Phrases such as "It is vain to do with more what can be done with fewer" and "A plurality is not to be posited without necessity" were commonplace in 13th-century scholastic writing.  Robert Grosseteste, in Commentary on [Aristotle's] the Posterior Analytics Books (Commentarius in Posteriorum Analyticorum Libros) (c. 1217–1220), declares: "That is better and more valuable which requires fewer, other circumstances being equal... For if one thing were demonstrated from many and another thing from fewer equally known premises, clearly that is better which is from fewer because it makes us know quickly, just as a universal demonstration is better than particular because it produces knowledge from fewer premises.
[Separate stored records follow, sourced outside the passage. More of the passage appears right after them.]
use axum::extract::rejection::JsonRejection;
use axum::extract::State;
use axum::http::HeaderMap;
use axum::routing::post;
use axum::{Json, Router};
use serde_json::json;
use tracing::info;

use crate::analyzers::translate::translate;
use crate::models::{AppState, TranslateRequest, TranslateResponse};
use crate::payment::{self, pricing, PaymentRequirements};
use crate::types::{AppError, AppResult};

pub fn router(state: AppState) -> Router {
    Router::new()
        .route("/translate", post(translate_handler))
        .with_state(state)
}

async fn translate_handler(
    State(state): State<AppState>,
    headers: HeaderMap,
    payload: Result<Json<TranslateRequest>, JsonRejection>,
) -> AppResult<Json<TranslateResponse>> {
    payment::require_payment(&headers, &requirements(&state))?;

    // Malformed bodies are treated the same as a missing text field
    let Json(request) = payload.map_err(|_| AppError::invalid("Missing text parameter"))?;
    let text = request.text.as_deref().unwrap_or_default();
    let from = request.from.as_deref().unwrap_or("auto");
    let to = request.to.as_deref().unwrap_or("en");

    let result = translate(text, from, to)?;
    info!(from = %result.from, to = %result.to, "translate request served");

    Ok(Json(TranslateResponse { result, paid: true }))
}

fn requirements(state: &AppState) -> PaymentRequirements {
    PaymentRequirements::for_service(
        &state.config.payment,
        pricing::TRANSLATE,
        Some(json!({
            "input": {
                "bodyFields": {
                    "text": { "type": "string", "description": "Text to translate", "required": true },
                    "from": { "type": "string", "description": "Source language (auto/en/zh)" },
                    "to": { "type": "string", "description": "Target language (en/zh)" },
                },
            },
            "output": {
                "translated": { "type": "string" },
                "from": { "type": "string" },
                "to": { "type": "string" },
            },
        })),
    )
}
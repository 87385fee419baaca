//! Heuristic analysis core
//!
//! Pure, stateless functions behind the paid endpoints:
//! - `code_review` - regex-driven lint scan with a 0-100 score and A-F grade
//! - `summarize` - extractive sentence summarizer bounded by a max length
//! - `translate` - fixed bilingual phrase dictionary with per-word fallback
//!
//! Each call reads only its arguments and static tables, so concurrent
//! requests need no coordination.

pub mod code_review;
pub mod summarize;
pub mod translate;

pub use code_review::{review, ReviewResult};
pub use summarize::{summarize, SummaryResult};
pub use translate::{translate, TranslationResult};
use axum::extract::State;
use axum::routing::get;
use axum::{Json, Router};

use crate::models::{AppState, ServiceDirectory, ServiceInfo};
use crate::payment::pricing;

pub fn router(state: AppState) -> Router {
    Router::new()
        .route("/", get(service_directory))
        .with_state(state)
}

/// Free discovery endpoint listing every paid service with its price.
async fn service_directory(State(state): State<AppState>) -> Json<ServiceDirectory> {
    let services = pricing::SERVICES
        .iter()
        .map(|service| ServiceInfo {
            name: service.name.to_string(),
            endpoint: format!("POST {}", service.route),
            description: service.description.to_string(),
            price: format!("{} USDC", service.price_label),
            discoverable: true,
        })
        .collect();

    Json(ServiceDirectory {
        name: state.config.service.name.clone(),
        description: state.config.service.description.clone(),
        version: env!("CARGO_PKG_VERSION").to_string(),
        network: state.config.payment.network.clone(),
        pay_to: state.config.payment.pay_to.clone(),
        services,
    })
}
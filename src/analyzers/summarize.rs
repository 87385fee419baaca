//! Extractive text summarizer.
//!
//! Splits the input on sentence-terminal punctuation (ASCII and full-width
//! variants) and greedily assembles first + longest-middle + last sentence
//! while the result fits within `max_length` characters.

use std::sync::LazyLock;

use regex::Regex;
use serde::Serialize;

use crate::types::{AppError, AppResult};

static SENTENCE_TERMINATORS: LazyLock<Regex> =
    LazyLock::new(|| Regex::new(r"[.。!！?？]+").expect("valid sentence terminator regex"));

/// Joiner inserted between selected sentences.
const ELLIPSIS_JOIN: &str = "... ";

#[derive(Debug, Clone, Serialize)]
#[serde(rename_all = "camelCase")]
pub struct SummaryResult {
    pub summary: String,
    /// `len(summary) / len(text) * 100`, one decimal, e.g. "42.7%".
    pub compression_ratio: String,
}

/// Produce a summary of at most `max_length` characters.
pub fn summarize(text: &str, max_length: usize) -> AppResult<SummaryResult> {
    if text.is_empty() {
        return Err(AppError::invalid("Missing text parameter"));
    }

    let sentences: Vec<&str> = SENTENCE_TERMINATORS
        .split(text)
        .filter(|s| !s.trim().is_empty())
        .collect();

    let mut summary = match sentences.len() {
        0 => truncate_chars(text, max_length).to_string(),
        1 => sentences[0].trim().to_string(),
        _ => {
            let mut summary = sentences[0].trim().to_string();

            // Pull in the longest middle sentence while there is room; it
            // usually carries the detail.
            if (char_len(&summary) as f64) < max_length as f64 * 0.6 && sentences.len() > 2 {
                if let Some(longest) = longest_sentence(&sentences[1..sentences.len() - 1]) {
                    let candidate = longest.trim();
                    if char_len(&summary) + char_len(ELLIPSIS_JOIN) + char_len(candidate)
                        <= max_length
                    {
                        summary.push_str(ELLIPSIS_JOIN);
                        summary.push_str(candidate);
                    }
                }
            }

            // The last sentence is usually the conclusion.
            let last = sentences[sentences.len() - 1].trim();
            if sentences.len() > 2
                && char_len(&summary) + char_len(ELLIPSIS_JOIN) + char_len(last) <= max_length
            {
                summary.push_str(ELLIPSIS_JOIN);
                summary.push_str(last);
            }

            summary
        }
    };

    if char_len(&summary) > max_length {
        let cut = truncate_chars(&summary, max_length.saturating_sub(3));
        summary = format!("{cut}...");
    }

    Ok(SummaryResult {
        compression_ratio: compression_ratio(char_len(&summary), char_len(text)),
        summary,
    })
}

fn compression_ratio(summary_len: usize, text_len: usize) -> String {
    if text_len == 0 {
        return "0%".to_string();
    }
    format!("{:.1}%", summary_len as f64 / text_len as f64 * 100.0)
}

fn char_len(s: &str) -> usize {
    s.chars().count()
}

fn truncate_chars(s: &str, n: usize) -> &str {
    match s.char_indices().nth(n) {
        Some((idx, _)) => &s[..idx],
        None => s,
    }
}

/// First sentence with the strictly greatest trimmed length.
fn longest_sentence<'a>(sentences: &[&'a str]) -> Option<&'a str> {
    let mut longest: Option<&str> = None;
    for sentence in sentences {
        if longest.is_none_or(|current| char_len(sentence.trim()) > char_len(current.trim())) {
            longest = Some(sentence);
        }
    }
    longest
}
//! Shared headless browser session.
//!
//! One Chrome process serves every browser-backed engine. Each search opens
//! its own logical page, bounded by a semaphore, and closes it when done.
//! Releasing the session first drains open pages so the process is never
//! torn down under an in-flight navigation.

use std::future::Future;
use std::sync::atomic::{AtomicBool, Ordering};
use std::sync::Arc;
use std::time::Duration;

use async_trait::async_trait;
use chromiumoxide::browser::{Browser, BrowserConfig};
use chromiumoxide::element::Element;
use chromiumoxide::page::Page;
use futures::StreamExt;
use tokio::sync::{Mutex, OwnedSemaphorePermit, RwLock, Semaphore};
use tokio::task::JoinHandle;
use tokio::time::{timeout, timeout_at, Instant};
use tracing::{debug, info, warn};

use crate::page::{ElementHandle, Navigator, PageHandle};
use crate::{user_agent, Result, SearchError};

/// How long to wait for the process to exit after a polite close.
const EXIT_WAIT: Duration = Duration::from_secs(5);

/// Launch and anti-detection options for the session.
#[derive(Debug, Clone)]
pub struct BrowserSessionConfig {
    pub headless: bool,
    /// Hide automation fingerprints (`navigator.webdriver`, headless UA).
    pub stealth: bool,
    /// Kill the process on release instead of trusting it to exit.
    pub leakless: bool,
    pub leave_page_open: bool,
    pub proxy_url: Option<String>,
    /// Accept invalid certificates.
    pub insecure: bool,
    pub chrome_path: Option<String>,
    /// Maximum number of concurrently open pages.
    pub max_pages: usize,
    /// How long `release` waits for open pages to close.
    pub drain_timeout: Duration,
    pub extra_args: Vec<String>,
}

impl Default for BrowserSessionConfig {
    fn default() -> Self {
        Self {
            headless: true,
            stealth: true,
            leakless: true,
            leave_page_open: false,
            proxy_url: None,
            insecure: false,
            chrome_path: None,
            max_pages: 8,
            drain_timeout: Duration::from_secs(10),
            extra_args: Vec::new(),
        }
    }
}

impl BrowserSessionConfig {
    /// Command-line switches passed to Chrome on top of the launcher's own.
    /// Headless mode is chosen on the launcher.
    pub fn launch_args(&self) -> Vec<String> {
        let mut args = vec![
            format!("--user-agent={}", user_agent::browser_default()),
            "--disable-gpu".to_string(),
            "--no-sandbox".to_string(),
            "--disable-dev-shm-usage".to_string(),
            "--disable-extensions".to_string(),
            "--disable-background-networking".to_string(),
            "--disable-default-apps".to_string(),
            "--disable-sync".to_string(),
            "--mute-audio".to_string(),
            "--no-first-run".to_string(),
        ];
        if self.stealth {
            args.push("--disable-blink-features=AutomationControlled".to_string());
        }
        if let Some(proxy) = self.proxy_url.as_deref().filter(|p| !p.is_empty()) {
            args.push(format!("--proxy-server={}", proxy));
        }
        if self.insecure {
            args.push("--ignore-certificate-errors".to_string());
        }
        args.extend(self.extra_args.iter().cloned());
        args
    }
}

/// The shared browser process and its page budget.
pub struct BrowserSession {
    config: BrowserSessionConfig,
    browser: RwLock<Option<Browser>>,
    handler: std::sync::Mutex<Option<JoinHandle<()>>>,
    pages: Arc<Semaphore>,
    closing: AtomicBool,
    released: Mutex<bool>,
}

impl BrowserSession {
    /// Starts the browser. Failure here is fatal to the process.
    pub async fn launch(config: BrowserSessionConfig) -> Result<Self> {
        let chrome = crate::browser_setup::find_chrome(config.chrome_path.as_deref())?;

        let mut builder = BrowserConfig::builder().chrome_executable(chrome);
        builder = if config.headless {
            builder.new_headless_mode()
        } else {
            builder.with_head()
        };
        for arg in config.launch_args() {
            builder = builder.arg(arg);
        }
        let browser_config = builder
            .build()
            .map_err(|e| SearchError::Browser(format!("Failed to build browser config: {}", e)))?;

        let (browser, mut handler) = Browser::launch(browser_config)
            .await
            .map_err(|e| SearchError::Browser(format!("Failed to launch browser: {}", e)))?;

        let handler = tokio::spawn(async move {
            while let Some(event) = handler.next().await {
                if let Err(e) = event {
                    debug!("Browser CDP handler error: {}", e);
                }
            }
            debug!("Browser CDP handler exited");
        });

        info!(
            headless = config.headless,
            stealth = config.stealth,
            max_pages = config.max_pages,
            "Browser session started"
        );
        Ok(Self {
            pages: Arc::new(Semaphore::new(config.max_pages.max(1))),
            config,
            browser: RwLock::new(Some(browser)),
            handler: std::sync::Mutex::new(Some(handler)),
            closing: AtomicBool::new(false),
            released: Mutex::new(false),
        })
    }

    pub fn config(&self) -> &BrowserSessionConfig {
        &self.config
    }

    async fn open_blank(&self) -> Result<Page> {
        let guard = self.browser.read().await;
        let browser = guard
            .as_ref()
            .ok_or_else(|| SearchError::NotInitialized("browser session released".to_string()))?;
        let page = browser
            .new_page("about:blank")
            .await
            .map_err(|e| SearchError::Browser(format!("Failed to open page: {}", e)))?;
        drop(guard);

        if self.config.stealth {
            if let Err(e) = page
                .enable_stealth_mode_with_agent(user_agent::browser_default())
                .await
            {
                warn!("Failed to enable stealth mode: {}", e);
            }
        }
        Ok(page)
    }
}

/// Takes a page slot, then runs `open` before `deadline`. The slot goes back
/// to the pool if opening fails or runs late.
async fn claim_page<T, F>(
    pages: &Arc<Semaphore>,
    deadline: Instant,
    open: F,
) -> Result<(OwnedSemaphorePermit, T)>
where
    F: Future<Output = Result<T>>,
{
    let permit = Arc::clone(pages)
        .acquire_owned()
        .await
        .map_err(|_| SearchError::NotInitialized("browser session released".to_string()))?;
    match timeout_at(deadline, open).await {
        Ok(opened) => Ok((permit, opened?)),
        Err(_) => {
            warn!("Opening a page did not finish in time");
            Err(SearchError::NavigationTimeout)
        }
    }
}

async fn close_quietly(page: Page) {
    if let Err(e) = page.close().await {
        debug!("Failed to close page: {}", e);
    }
}

#[async_trait]
impl Navigator for BrowserSession {
    async fn navigate(&self, url: &str, limit: Duration) -> Result<Box<dyn PageHandle>> {
        if self.closing.load(Ordering::SeqCst) {
            return Err(SearchError::NotInitialized(
                "browser session is shutting down".to_string(),
            ));
        }
        let deadline = Instant::now() + limit;
        let (permit, page) = claim_page(&self.pages, deadline, self.open_blank()).await?;
        let load = async {
            page.goto(url).await?;
            page.wait_for_navigation().await?;
            Ok::<_, chromiumoxide::error::CdpError>(())
        };
        let outcome = timeout_at(deadline, load).await;
        match outcome {
            Ok(Ok(())) => Ok(Box::new(ChromePage {
                page,
                url: url.to_string(),
                _permit: permit,
            })),
            Ok(Err(e)) => {
                close_quietly(page).await;
                Err(SearchError::Navigation(e.to_string()))
            }
            Err(_) => {
                close_quietly(page).await;
                Err(SearchError::NavigationTimeout)
            }
        }
    }

    fn is_live(&self) -> bool {
        !self.closing.load(Ordering::SeqCst)
    }

    fn leave_page_open(&self) -> bool {
        self.config.leave_page_open
    }

    async fn release(&self) {
        let mut released = self.released.lock().await;
        if *released {
            return;
        }
        self.closing.store(true, Ordering::SeqCst);

        let budget = self.config.max_pages.max(1) as u32;
        match timeout(self.config.drain_timeout, self.pages.acquire_many(budget)).await {
            Ok(Ok(permits)) => permits.forget(),
            Ok(Err(_)) => {}
            Err(_) => warn!("Open pages did not close within the grace period"),
        }
        self.pages.close();

        if let Some(mut browser) = self.browser.write().await.take() {
            if let Err(e) = browser.close().await {
                warn!("Browser close error: {}", e);
            }
            let exited = matches!(timeout(EXIT_WAIT, browser.wait()).await, Ok(Ok(_)));
            if self.config.leakless || !exited {
                if let Some(Err(e)) = browser.kill().await {
                    debug!("Browser kill: {}", e);
                }
            }
            info!("Browser closed");
        }
        if let Ok(mut handler) = self.handler.lock() {
            if let Some(handle) = handler.take() {
                handle.abort();
            }
        }
        *released = true;
    }
}

/// A page opened by the session. Holds one page permit until closed.
struct ChromePage {
    page: Page,
    url: String,
    _permit: OwnedSemaphorePermit,
}

fn query_error(e: chromiumoxide::error::CdpError) -> SearchError {
    SearchError::Navigation(e.to_string())
}

#[async_trait]
impl PageHandle for ChromePage {
    fn url(&self) -> &str {
        &self.url
    }

    async fn find_all(&self, css: &str) -> Result<Vec<Box<dyn ElementHandle>>> {
        let elements = self.page.find_elements(css).await.map_err(query_error)?;
        Ok(elements
            .into_iter()
            .map(|inner| Box::new(ChromeElement { inner }) as Box<dyn ElementHandle>)
            .collect())
    }

    async fn content(&self) -> Result<String> {
        self.page.content().await.map_err(query_error)
    }

    async fn evaluate(&self, script: &str) -> Result<()> {
        self.page.evaluate(script).await.map_err(query_error)?;
        Ok(())
    }

    async fn close(self: Box<Self>) -> Result<()> {
        let ChromePage { page, _permit, .. } = *self;
        page.close()
            .await
            .map_err(|e| SearchError::Browser(format!("Failed to close page: {}", e)))
    }
}

struct ChromeElement {
    inner: Element,
}

#[async_trait]
impl ElementHandle for ChromeElement {
    async fn find(&self, css: &str) -> Result<Option<Box<dyn ElementHandle>>> {
        let found = self.inner.find_elements(css).await.map_err(query_error)?;
        Ok(found
            .into_iter()
            .next()
            .map(|inner| Box::new(ChromeElement { inner }) as Box<dyn ElementHandle>))
    }

    async fn attribute(&self, name: &str) -> Result<Option<String>> {
        self.inner.attribute(name).await.map_err(query_error)
    }

    async fn text(&self) -> Result<String> {
        Ok(self
            .inner
            .inner_text()
            .await
            .map_err(query_error)?
            .unwrap_or_default())
    }
}

#[cfg(test)]
mod tests {
    use super::*;

    #[test]
    fn test_config_default() {
        let config = BrowserSessionConfig::default();
        assert!(config.headless);
        assert!(config.stealth);
        assert!(config.leakless);
        assert!(!config.leave_page_open);
        assert!(!config.insecure);
        assert_eq!(config.max_pages, 8);
    }

    #[tokio::test]
    async fn test_hung_page_open_times_out_and_frees_slot() {
        let pages = Arc::new(Semaphore::new(1));
        let deadline = Instant::now() + Duration::from_millis(50);
        let err = claim_page(&pages, deadline, std::future::pending::<Result<()>>())
            .await
            .unwrap_err();
        assert!(matches!(err, SearchError::NavigationTimeout));
        assert_eq!(pages.available_permits(), 1);
    }

    #[tokio::test]
    async fn test_failed_page_open_frees_slot() {
        let pages = Arc::new(Semaphore::new(1));
        let deadline = Instant::now() + Duration::from_secs(1);
        let err = claim_page(&pages, deadline, async {
            Err::<(), _>(SearchError::Browser("target closed".into()))
        })
        .await
        .unwrap_err();
        assert!(matches!(err, SearchError::Browser(_)));
        assert_eq!(pages.available_permits(), 1);
    }

    #[tokio::test]
    async fn test_opened_page_holds_slot() {
        let pages = Arc::new(Semaphore::new(1));
        let deadline = Instant::now() + Duration::from_secs(1);
        let (permit, value) = claim_page(&pages, deadline, async { Ok(7) }).await.unwrap();
        assert_eq!(value, 7);
        assert_eq!(pages.available_permits(), 0);
        drop(permit);
        assert_eq!(pages.available_permits(), 1);

        pages.close();
        let err = claim_page(&pages, deadline, async { Ok(()) }).await.unwrap_err();
        assert!(matches!(err, SearchError::NotInitialized(_)));
    }

    #[test]
    fn test_launch_args_default() {
        let args = BrowserSessionConfig::default().launch_args();
        assert!(args.contains(&"--disable-blink-features=AutomationControlled".to_string()));
        assert!(args.iter().any(|a| a.starts_with("--user-agent=") && !a.contains("Headless")));
        assert!(!args.iter().any(|a| a.starts_with("--proxy-server")));
        assert!(!args.contains(&"--ignore-certificate-errors".to_string()));
    }

    #[test]
    fn test_launch_args_options() {
        let config = BrowserSessionConfig {
            headless: false,
            stealth: false,
            proxy_url: Some("socks5://127.0.0.1:9050".to_string()),
            insecure: true,
            extra_args: vec!["--lang=en-US".to_string()],
            ..Default::default()
        };
        let args = config.launch_args();
        assert!(!args.iter().any(|a| a.contains("AutomationControlled")));
        assert!(args.contains(&"--proxy-server=socks5://127.0.0.1:9050".to_string()));
        assert!(args.contains(&"--ignore-certificate-errors".to_string()));
        assert_eq!(args.last().map(String::as_str), Some("--lang=en-US"));
    }

    #[test]
    fn test_launch_args_skip_empty_proxy() {
        let config = BrowserSessionConfig {
            proxy_url: Some(String::new()),
            ..Default::default()
        };
        assert!(!config.launch_args().iter().any(|a| a.starts_with("--proxy-server")));
    }

    #[tokio::test]
    #[ignore] // Requires a local Chrome installation
    async fn test_live_navigate_and_release() {
        let session = BrowserSession::launch(BrowserSessionConfig {
            max_pages: 2,
            drain_timeout: Duration::from_secs(2),
            ..Default::default()
        })
        .await
        .unwrap();
        assert!(session.is_live());

        let page = session
            .navigate("data:text/html,<p class='x'>hi</p>", Duration::from_secs(10))
            .await
            .unwrap();
        let found = page.find_all("p.x").await.unwrap();
        assert_eq!(found.len(), 1);
        assert_eq!(found[0].text().await.unwrap(), "hi");
        page.close().await.unwrap();

        session.release().await;
        session.release().await;
        assert!(!session.is_live());
        let err = session
            .navigate("about:blank", Duration::from_secs(1))
            .await
            .err()
            .unwrap();
        assert!(matches!(err, SearchError::NotInitialized(_)));
    }
}
//! Yandex search.

use crate::extract::ResultSelectors;
use crate::{EngineOptions, Query, Result};

use super::{search_url, Provider};

/// Yandex search provider.
///
/// Date intervals become a `date:` operator in the query text, which Yandex
/// understands natively.
#[derive(Debug, Clone, Copy, Default)]
pub struct Yandex {
    /// Yandex region id sent as `lr`; Yandex guesses from the client IP
    /// when unset.
    region: Option<u32>,
}

impl Yandex {
    pub fn with_region(region: u32) -> Self {
        Self {
            region: Some(region),
        }
    }
}

const SELECTORS: ResultSelectors = ResultSelectors {
    results: "li.serp-item",
    title: &["a.OrganicTitle-Link", "h2 a", ".organic__url"],
    link: &[],
    snippet: &[".OrganicTextContentSpan", ".TextContainer", ".organic__content-wrapper"],
    snippet_required: false,
    captcha: "form#checkbox-captcha-form, .CheckboxCaptcha, .AdvancedCaptcha",
};

impl Provider for Yandex {
    fn name(&self) -> &'static str {
        "yandex"
    }

    fn default_options(&self) -> EngineOptions {
        EngineOptions::new(3_000, 2, 3_000, 20_000)
    }

    fn build_url(&self, query: &Query) -> Result<String> {
        let mut text = query.composed_text();
        if let Some(interval) = query.date_interval.filter(|_| !text.is_empty()) {
            text = format!(
                "{} date:{}..{}",
                text,
                interval.from.format("%Y%m%d"),
                interval.to.format("%Y%m%d")
            );
        }
        // Yandex pages are zero-based.
        let mut params = vec![("p", query.page_offset(1)?.to_string())];
        if let Some(region) = self.region {
            params.push(("lr", region.to_string()));
        }
        search_url("https://yandex.com/search/", "text", &text, &params)
    }

    fn selectors(&self) -> &ResultSelectors {
        &SELECTORS
    }
}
Similarly in natural science, in moral science, and in metaphysics the best is that which needs no premises and the better that which needs the fewer, other circumstances being equal."

Reference: Occam's Razor.

In Theory of Algorithms, I have posited that we encounter difficulties, when we attempt to solve a complex problem with a simple solution and when we attempt to solve a simple problem with a complex solution. This particular algorithm speaks to the importance of matching the level complexity (or simplicity) between problem and solution.

So is Theory of Algorithms antithetical to Occam's Razor?

Not necessarily.  In fact, Theory of Algorithms abides by Occam's Razor to a large extent.  It's about finding the algorithm, that is, the most parsimonious explanation or rule, to account for something, someone, or some situation.  For example, when estimating how long it will take to travel somewhere, finish a task, or complete a project, I use the simple algorithm of multiplying that time by two or three.  For the much of my purpose, I don't need to arrive at more specific or precise figure.  Rather, this simple algorithm has improved my time estimation drastically.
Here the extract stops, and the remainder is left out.